Une vue des plants de cacao greffés dans le cadre du  programme du CCC et de la Banque Mondiale appelés à disparaître avec la mise en oeuvre du projet de lotissement. (Ph: Le Point Sur)

Une vue des plants de cacao greffés dans le cadre du programme du CCC et de la Banque Mondiale appelés à disparaître avec la mise en oeuvre du projet de lotissement. (Ph: Le Point Sur)

CIV-lepointsur.com (Abidjan, le 4-6-2016) Des cacaoyers avec leurs cabosses coupés, des planteurs en larmes et des populations partagées entre colère et indignation. Voilà la triste scène qu’il nous a été donné de constater il y a quelques jours dans la zone du Sud-ouest ivoirien. Les faits se passent à Méagui, ville située à une cinquantaine de kilomètres  de Soubré, chef-lieu de la région de la Nawa. A l’origine de cette atmosphère délétère, la réalisation d’un nouveau lotissement dénommé Cité Kouassi Lenoir, du nom de l’ancien préfet du département de Méagui, aujourd’hui à la retraite.

Un lotissement à problème, des accords aux forceps

Méagui, bourgade d’environ 322 000 âmes, s’agrandit.  Mais son extension ne va pas sans créer des problèmes. Même si les autorités préfectorales et municipales feignent d’ignorer les mécontentements que suscite le lotissement en cours, force est de reconnaître qu’il y a problème. Et nous avons pu nous en rendre compte lors de notre séjour dans cette cité.
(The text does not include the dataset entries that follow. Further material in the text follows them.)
//! Object memory: three collected spaces and the GC orchestration.
//!
//! * [`new_space`]: two equal bump-allocated semispaces.  Objects are born
//!   here (state `NEW`), survive one fast collection in place (state `MID`),
//!   and are promoted to old space on the next.
//! * [`old_space`]: a list of fixed-size chunks collected by mark-compact.
//!   Each chunk carries a lazily allocated remembered-set bitmap recording
//!   which of its objects may reference young objects.
//! * [`big_space`]: individually allocated large objects on a singly linked
//!   list threaded through their meta words, collected by mark-sweep.
//!
//! [`objmem`] ties the spaces together: allocation with GC-and-retry,
//! fast (young-only) and full collection cycles, precise root and
//! weak-reference registries, and the write barrier.

pub mod big_space;
pub mod chunk;
pub mod new_space;
pub mod objmem;
pub mod old_space;

use crate::util::constants::{BYTES_IN_GBYTE, BYTES_IN_KBYTE, BYTES_IN_WORD};

/// Largest object admitted to new or old space.  Anything bigger goes to big
/// space regardless of the allocation hint.
pub const NON_BIG_SPACE_MAX_ALLOC_SIZE: usize = BYTES_IN_WORD * BYTES_IN_KBYTE;

const NEW_SPACE_CHUNK_SIZE_MIN: usize = BYTES_IN_WORD * 4 * BYTES_IN_KBYTE;
const NEW_SPACE_CHUNK_SIZE_DFL: usize = BYTES_IN_WORD * 64 * BYTES_IN_KBYTE;

const OLD_SPACE_CHUNK_SIZE_MIN: usize = BYTES_IN_WORD * 4 * BYTES_IN_KBYTE;
const OLD_SPACE_CHUNK_SIZE_DFL: usize = BYTES_IN_WORD * 32 * BYTES_IN_KBYTE;
const OLD_SPACE_SIZE_LIMIT_DFL: usize = BYTES_IN_GBYTE;

const BIG_SPACE_THRESHOLD_INIT_DFL: usize = 16 * NON_BIG_SPACE_MAX_ALLOC_SIZE;
const BIG_SPACE_SIZE_LIMIT_DFL: usize = BYTES_IN_GBYTE;

const_assert!(NON_BIG_SPACE_MAX_ALLOC_SIZE >= 4 * BYTES_IN_KBYTE);
const_assert!(NEW_SPACE_CHUNK_SIZE_DFL >= NEW_SPACE_CHUNK_SIZE_MIN);
const_assert!(OLD_SPACE_CHUNK_SIZE_DFL >= OLD_SPACE_CHUNK_SIZE_MIN);
const_assert!(NEW_SPACE_CHUNK_SIZE_MIN > NON_BIG_SPACE_MAX_ALLOC_SIZE * 2);
const_assert!(OLD_SPACE_CHUNK_SIZE_MIN > NON_BIG_SPACE_MAX_ALLOC_SIZE * 2);

/// Resolved object-memory configuration.  Zero in any
/// [`crate::context::MemOptions`] field selects the default; undersized
/// requests are clamped to the minimums.
#[derive(Copy, Clone, Debug)]
pub struct MemConfig {
    pub new_chunk_size: usize,
    pub old_chunk_size: usize,
    pub old_size_limit: usize,
    pub big_threshold_init: usize,
    pub big_size_limit: usize,
}

impl MemConfig {
    pub fn from_options(opts: &crate::context::MemOptions) -> MemConfig {
        let new_chunk_size = if opts.new_space_size == 0 {
            NEW_SPACE_CHUNK_SIZE_DFL
        } else if opts.new_space_size < NEW_SPACE_CHUNK_SIZE_MIN * 2 {
            NEW_SPACE_CHUNK_SIZE_MIN
        } else {
            opts.new_space_size / 2
        };
        let old_chunk_size = if opts.old_space_chunk_size == 0 {
            OLD_SPACE_CHUNK_SIZE_DFL
        } else if opts.old_space_chunk_size < OLD_SPACE_CHUNK_SIZE_MIN {
            OLD_SPACE_CHUNK_SIZE_MIN
        } else {
            opts.old_space_chunk_size
        };
        let old_size_limit = if opts.old_space_size_max == 0 {
            OLD_SPACE_SIZE_LIMIT_DFL
        } else if opts.old_space_size_max < old_chunk_size {
            old_chunk_size
        } else {
            opts.old_space_size_max
        };
        let big_threshold_init = if opts.big_space_size == 0 {
            BIG_SPACE_THRESHOLD_INIT_DFL
        } else {
            opts.big_space_size
        };
        let big_size_limit = if opts.big_space_size_max == 0 {
            BIG_SPACE_SIZE_LIMIT_DFL
        } else {
            opts.big_space_size_max
        };
        MemConfig {
            new_chunk_size,
            old_chunk_size,
            old_size_limit,
            big_threshold_init,
            big_size_limit,
        }
    }
}
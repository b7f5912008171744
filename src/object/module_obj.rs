//! The `Module` type: named global variables plus parent modules.
//!
//! A module maps names (symbols) to indices into its variable vector; reads
//! that miss locally may fall back to the parents (one module, or an array
//! of them).

use crate::context::{Context, Thrown};
use crate::mem::objmem::{self, AllocHint};

use super::array_obj::{self, slots as array_slots};
use super::map_obj;
use super::type_obj::SizeSpec;
use super::value::{ObjRef, Value};

pub const LAYOUT: (SizeSpec, SizeSpec) = (SizeSpec::Fixed(3), SizeSpec::Fixed(0));

const SLOT_NAME_MAP: usize = 0; // Map { Symbol -> var index (small int) }
const SLOT_VARIABLES: usize = 1; // ArraySlots
const SLOT_PARENT: usize = 2; // small-int 0 / Module / Array of Modules

/// Create an empty module.
pub fn new(ctx: &mut Context) -> Value {
    let name_map = map_obj::new(ctx, 0.0, 8);
    let t = ctx.stack.alloc_temp(2);
    ctx.stack.set(t, name_map);
    let variables = array_slots::new(ctx, 0);
    ctx.stack.set(t + 1, variables);
    let ty = ctx.globals.type_module.as_obj();
    let obj = ctx.mem.alloc_ex(AllocHint::Survivor, ty, 0, 0);
    obj.set_slot(SLOT_NAME_MAP, ctx.stack.get(t));
    obj.set_slot(SLOT_VARIABLES, ctx.stack.get(t + 1));
    obj.set_slot(SLOT_PARENT, Value::SMALLINT_ZERO);
    ctx.stack.free_temp(2);
    Value::from_obj(obj)
}

/// Number of global variables.
pub fn var_count(module: ObjRef) -> usize {
    array_slots::length(module.slot(SLOT_VARIABLES))
}

/// Read a global by index.  No bounds checking beyond debug assertions.
pub fn get_i(module: ObjRef, index: usize) -> Value {
    array_slots::get(module.slot(SLOT_VARIABLES), index)
}

/// Write a global by index.
pub fn set_i(module: ObjRef, index: usize, value: Value) {
    array_slots::set(module.slot(SLOT_VARIABLES), index, value);
}

/// Index of a named global, if defined here.
pub fn find(module: ObjRef, name_sym: Value) -> Option<usize> {
    let idx = map_obj::sym_get(module.slot(SLOT_NAME_MAP).as_obj(), name_sym)?;
    debug_assert!(idx.is_smallint());
    Some(idx.as_smallint() as usize)
}

/// Read a named global defined in this module.
pub fn get(module: ObjRef, name_sym: Value) -> Option<Value> {
    find(module, name_sym).map(|i| get_i(module, i))
}

/// Define or update a named global.  Returns the variable index.  The
/// module, name symbol and value are read from stack slots: defining a new
/// name grows the variable vector and the name map.
pub fn set(
    ctx: &mut Context,
    module_slot: usize,
    name_slot: usize,
    val_slot: usize,
) -> Result<usize, Thrown> {
    let module = ctx.stack.get(module_slot).as_obj();
    let name = ctx.stack.get(name_slot);
    if let Some(index) = find(module, name) {
        set_i(module, index, ctx.stack.get(val_slot));
        return Ok(index);
    }

    // New variable: append storage, then bind the name.
    let index = var_count(module);
    let new_vars = array_slots::new(ctx, index + 1);
    let module = ctx.stack.get(module_slot).as_obj();
    {
        let old_vars = module.slot(SLOT_VARIABLES);
        let new_ref = new_vars.as_obj();
        for i in 0..index {
            new_ref.set_slot_no_barrier(1 + i, array_slots::get(old_vars, i));
        }
        objmem::write_barrier_n(new_ref, 1, index);
        module.set_slot(SLOT_VARIABLES, new_vars);
    }
    array_slots::set(module.slot(SLOT_VARIABLES), index, ctx.stack.get(val_slot));

    let t = ctx.stack.alloc_temp(2);
    let map = ctx.stack.get(module_slot).as_obj().slot(SLOT_NAME_MAP);
    ctx.stack.set(t, map);
    ctx.stack.set(t + 1, Value::smallint(index as isize));
    let bound = map_obj::set(ctx, t, name_slot, t + 1);
    ctx.stack.free_temp(2);
    bound?;
    Ok(index)
}

/// Register a parent module.  A second parent turns the slot into an array
/// of parents.
pub fn add_parent(ctx: &mut Context, module_slot: usize, parent_slot: usize) {
    let module = ctx.stack.get(module_slot).as_obj();
    let parent = module.slot(SLOT_PARENT);
    if parent.is_smallint() {
        let new_parent = ctx.stack.get(parent_slot);
        let module = ctx.stack.get(module_slot).as_obj();
        module.set_slot(SLOT_PARENT, new_parent);
        return;
    }
    if parent.type_is(ctx.globals.type_array) {
        let t = ctx.stack.alloc_temp(1);
        ctx.stack.set(t, parent);
        array_obj::push(ctx, t, parent_slot);
        ctx.stack.free_temp(1);
        return;
    }
    // One existing parent: build [old, new].
    let t = ctx.stack.alloc_temp(2);
    ctx.stack.set(t, parent);
    let arr = array_obj::new_from_stack(ctx, t, 1);
    ctx.stack.set(t + 1, arr);
    array_obj::push(ctx, t + 1, parent_slot);
    let module = ctx.stack.get(module_slot).as_obj();
    module.set_slot(SLOT_PARENT, ctx.stack.get(t + 1));
    ctx.stack.free_temp(2);
}

/// Look a name up in the direct parents.  Allocation-free.
pub fn parent_get(ctx: &Context, module: ObjRef, name_sym: Value) -> Option<Value> {
    let parent = module.slot(SLOT_PARENT);
    if parent.is_smallint() {
        return None;
    }
    if parent.type_is(ctx.globals.type_module) {
        return get(parent.as_obj(), name_sym);
    }
    debug_assert!(parent.type_is(ctx.globals.type_array));
    for i in 0..array_obj::length(parent) {
        let p = array_obj::get(parent, i)?;
        if let Some(v) = get(p.as_obj(), name_sym) {
            return Some(v);
        }
    }
    None
}
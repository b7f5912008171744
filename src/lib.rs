//! Quill is the runtime core of an embeddable dynamically-typed scripting
//! language.  The crate bundles the three subsystems whose correctness jointly
//! determines correctness of the whole system:
//!
//! * **Object memory** ([`mem`]): a generational, moving garbage collector
//!   with three spaces (a two-semispace copying young generation, a chunked
//!   mark-compact old generation, and a mark-sweep space for large objects),
//!   precise root tracking, remembered sets maintained by a write barrier,
//!   and weak-reference finalisation.
//! * **Object model** ([`object`]): a tagged-pointer value representation
//!   with unboxed small integers, a uniform object layout (two-word metadata
//!   header, slot vector, raw bytes region), and dynamic type descriptors
//!   carrying fields, methods and statics.
//! * **Bytecode interpreter** ([`interp`]): a register-based virtual machine
//!   executing 32-bit fixed-width instruction words over a call stack of
//!   value slots, with an integrated invocation protocol for native and
//!   bytecode functions.
//!
//! A hosting process drives the core through a [`Context`] and the
//! register-indexed embedder surface in [`api`].  Everything is
//! single-threaded and cooperative: the only suspension points are garbage
//! collection, native function calls, and returns to the embedder.

#[macro_use]
extern crate log;
#[macro_use]
extern crate static_assertions;

pub mod api;
pub mod context;
pub mod interp;
pub mod loader;
pub mod mem;
pub mod object;
pub mod stack;
pub mod symbols;
pub mod util;

mod globals;

pub use crate::api::{ApiError, ApiResult, ApiValue};
pub use crate::context::{Context, MemOptions, PanicCode, RuntimePanic};
pub use crate::object::value::Value;
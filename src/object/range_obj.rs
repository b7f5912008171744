//! The `Range` type: a (begin, end) pair with an exclusive-bound flag.
//!
//! Built by the `MKRNG` / `MKRNGX` instructions.

use crate::context::Context;
use crate::util::constants::BYTES_IN_WORD;

use super::type_obj::SizeSpec;
use super::value::Value;
use super::ObjectMeta;

pub const LAYOUT: (SizeSpec, SizeSpec) = (SizeSpec::Fixed(2), SizeSpec::Fixed(BYTES_IN_WORD));

#[repr(C)]
struct RangeObj {
    _meta: ObjectMeta,
    // --- SLOTS ---
    begin: Value,
    end: Value,
    // --- BYTES ---
    exclusive: usize,
}

/// Build a range from two stack slots (the bounds stay rooted while the
/// range allocates).
pub fn new_from_stack(
    ctx: &mut Context,
    begin_slot: usize,
    end_slot: usize,
    exclusive: bool,
) -> Value {
    let ty = ctx.globals.type_range.as_obj();
    let obj = ctx.mem.alloc(ty);
    let raw = unsafe { obj.deref::<RangeObj>() };
    raw.begin = ctx.stack.get(begin_slot);
    raw.end = ctx.stack.get(end_slot);
    raw.exclusive = exclusive as usize;
    Value::from_obj(obj)
}

pub fn begin(v: Value) -> Value {
    unsafe { v.as_obj().deref::<RangeObj>() }.begin
}

pub fn end(v: Value) -> Value {
    unsafe { v.as_obj().deref::<RangeObj>() }.end
}

pub fn is_exclusive(v: Value) -> bool {
    unsafe { v.as_obj().deref::<RangeObj>() }.exclusive != 0
}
Les Planteurs (occupants les parcelles concernées) et certains propriétaires terriens s’accordent à dire que ce projet vise purement et simplement à les exproprier leurs plantations pour les premiers, et leur patrimoine foncier  pour les seconds. Pourtant, à en croire le Secrétaire Général de préfecture,  Préfet par intérim de Méagui, Fofana Lenekpho, il n’en est rien dans la mesure où « les lotissements en cours ont été menés dans les règles de l’art ». Si tel est véritablement le cas, alors pourquoi tant de grincements de dents ?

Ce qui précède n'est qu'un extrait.